In the July 3 issue of Navy News you read about the twelve pilot students at No 2 Flying Training School at RAAF Pearce, the biggest number of students there in over twenty years. Pilots’ courses are getting bigger too; by 2008 there will be 20 students at 2FTS.

This increase in Aviator training results from efforts of many who have worked very hard over the last year and include the manpower planners, recruiters, staff at DNOP, HMAS Creswell and ADFA.

All aviators across the fleet have also assisted by completing a very comprehensive survey which went to build the ADF Aircrew Decision Support System, which will help the Service Conditions staff identify what is required to keep the aviators we have in the Service.

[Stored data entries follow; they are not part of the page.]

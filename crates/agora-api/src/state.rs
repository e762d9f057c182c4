use std::path::PathBuf;
use std::sync::Arc;

use tracing::error;

use agora_db::{Database, DbResult};

use crate::error::{ApiError, ApiResult};
use crate::mailer::Mailer;

pub type AppState = Arc<AppStateInner>;

pub struct AppStateInner {
    pub db: Database,
    pub jwt_secret: String,
    /// Directory served under `/uploads`.
    pub uploads_dir: PathBuf,
    /// Public base URL of this API, used in confirmation links.
    pub api_base: String,
    /// Public URL of the web client, used in password recovery links.
    pub frontend_host: String,
    pub mailer: Arc<dyn Mailer>,
}

/// Runs a blocking database closure off the async runtime.
pub async fn with_db<F, T>(state: &AppState, f: F) -> ApiResult<T>
where
    F: FnOnce(&Database) -> DbResult<T> + Send + 'static,
    T: Send + 'static,
{
    let state = state.clone();
    tokio::task::spawn_blocking(move || f(&state.db))
        .await
        .map_err(|e| {
            error!("spawn_blocking join error: {}", e);
            ApiError::Internal(e.to_string())
        })?
        .map_err(ApiError::from)
}
use rusqlite::{OptionalExtension, params};

use super::categories::{CategoryLink, link_categories};
use super::{SHORT_USER_COLUMNS, short_user_at};
use crate::models::{NewPost, PostFilter, PostRow, PostSummaryRow, PostUpdate};
use crate::{Database, DbResult};

impl Database {
    /// Inserts the post and its category links in one transaction.
    pub fn create_post(&self, post: &NewPost<'_>, category_ids: &[i64]) -> DbResult<i64> {
        self.with_conn(|conn| {
            let tx = conn.unchecked_transaction()?;
            tx.execute(
                "INSERT INTO posts (owner_id, title, body, image_url) VALUES (?1, ?2, ?3, ?4)",
                params![post.owner_id, post.title, post.body, post.image_url],
            )?;
            let id = tx.last_insert_rowid();
            link_categories(&tx, CategoryLink::Post, &id, category_ids)?;
            tx.commit()?;
            Ok(id)
        })
    }

    pub fn get_post(&self, id: i64) -> DbResult<Option<PostRow>> {
        self.with_conn(|conn| {
            let row = conn
                .query_row(
                    &format!(
                        "SELECT p.id, p.title, p.body, p.image_url, p.created_at, p.updated_at,
                                {SHORT_USER_COLUMNS}
                         FROM posts p
                         JOIN users u ON u.id = p.owner_id
                         WHERE p.id = ?1"
                    ),
                    [id],
                    |row| {
                        Ok(PostRow {
                            id: row.get(0)?,
                            title: row.get(1)?,
                            body: row.get(2)?,
                            image_url: row.get(3)?,
                            created_at: row.get(4)?,
                            updated_at: row.get(5)?,
                            owner: short_user_at(row, 6)?,
                        })
                    },
                )
                .optional()?;
            Ok(row)
        })
    }

    /// Newest first, with like and comment counts.
    pub fn list_posts(&self, filter: PostFilter, offset: u32, limit: u32) -> DbResult<Vec<PostSummaryRow>> {
        self.with_conn(|conn| {
            let mut stmt = conn.prepare(
                "SELECT p.id, p.owner_id, p.title, p.body, p.image_url, p.created_at, p.updated_at,
                        (SELECT COUNT(*) FROM likes l WHERE l.post_id = p.id),
                        (SELECT COUNT(*) FROM comments c WHERE c.post_id = p.id)
                 FROM posts p
                 WHERE (?1 IS NULL OR p.owner_id = ?1)
                   AND (?2 IS NULL OR p.owner_id IN (
                        SELECT s.subscribed_to_id FROM subscriptions s WHERE s.subscriber_id = ?2))
                 ORDER BY p.created_at DESC, p.id DESC
                 LIMIT ?3 OFFSET ?4",
            )?;
            let rows = stmt
                .query_map(
                    params![filter.owner_id, filter.followed_by, limit, offset],
                    |row| {
                        Ok(PostSummaryRow {
                            id: row.get(0)?,
                            owner_id: row.get(1)?,
                            title: row.get(2)?,
                            body: row.get(3)?,
                            image_url: row.get(4)?,
                            created_at: row.get(5)?,
                            updated_at: row.get(6)?,
                            like_count: row.get(7)?,
                            comment_count: row.get(8)?,
                        })
                    },
                )?
                .collect::<Result<Vec<_>, _>>()?;
            Ok(rows)
        })
    }

    pub fn update_post(&self, id: i64, update: &PostUpdate) -> DbResult<bool> {
        self.with_conn(|conn| {
            let changed = conn.execute(
                "UPDATE posts SET
                    title      = COALESCE(?2, title),
                    body       = COALESCE(?3, body),
                    image_url  = COALESCE(?4, image_url),
                    updated_at = datetime('now')
                 WHERE id = ?1",
                params![id, update.title, update.body, update.image_url],
            )?;
            Ok(changed > 0)
        })
    }

    /// Deletes the post; comments, likes and category links cascade.
    pub fn delete_post(&self, id: i64) -> DbResult<bool> {
        self.with_conn(|conn| {
            let removed = conn.execute("DELETE FROM posts WHERE id = ?1", [id])?;
            Ok(removed > 0)
        })
    }
}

All RAN Aviator students are being provided with a mentor to whom they can turn for help and advice when the need arises. This is not to circumnavigate the divisional system or the normal chain of command but to provide that little extra support. The aim is to ensure that at no time during a new officer’s career will he or she feel they are anything less than an essential element of our future capability.

The genesis of this Aviator get well program was the Aviation FEG Management meeting in November 2000, when it was decided to stand up a PRINCE2 project to initiate the program. In April 2002 the Sustainable Pilot and Observer Capability project or SPOC was borne.

The aim of SPOC is to create change that will provide qualified pilots and observers to fulfill Navy’s capability requirement by mid 2013 and to ensure a sustainable structure is in place to retain the capability.

Any resemblance to the Starship Enterprise is coincidental but we believe in positive thinking.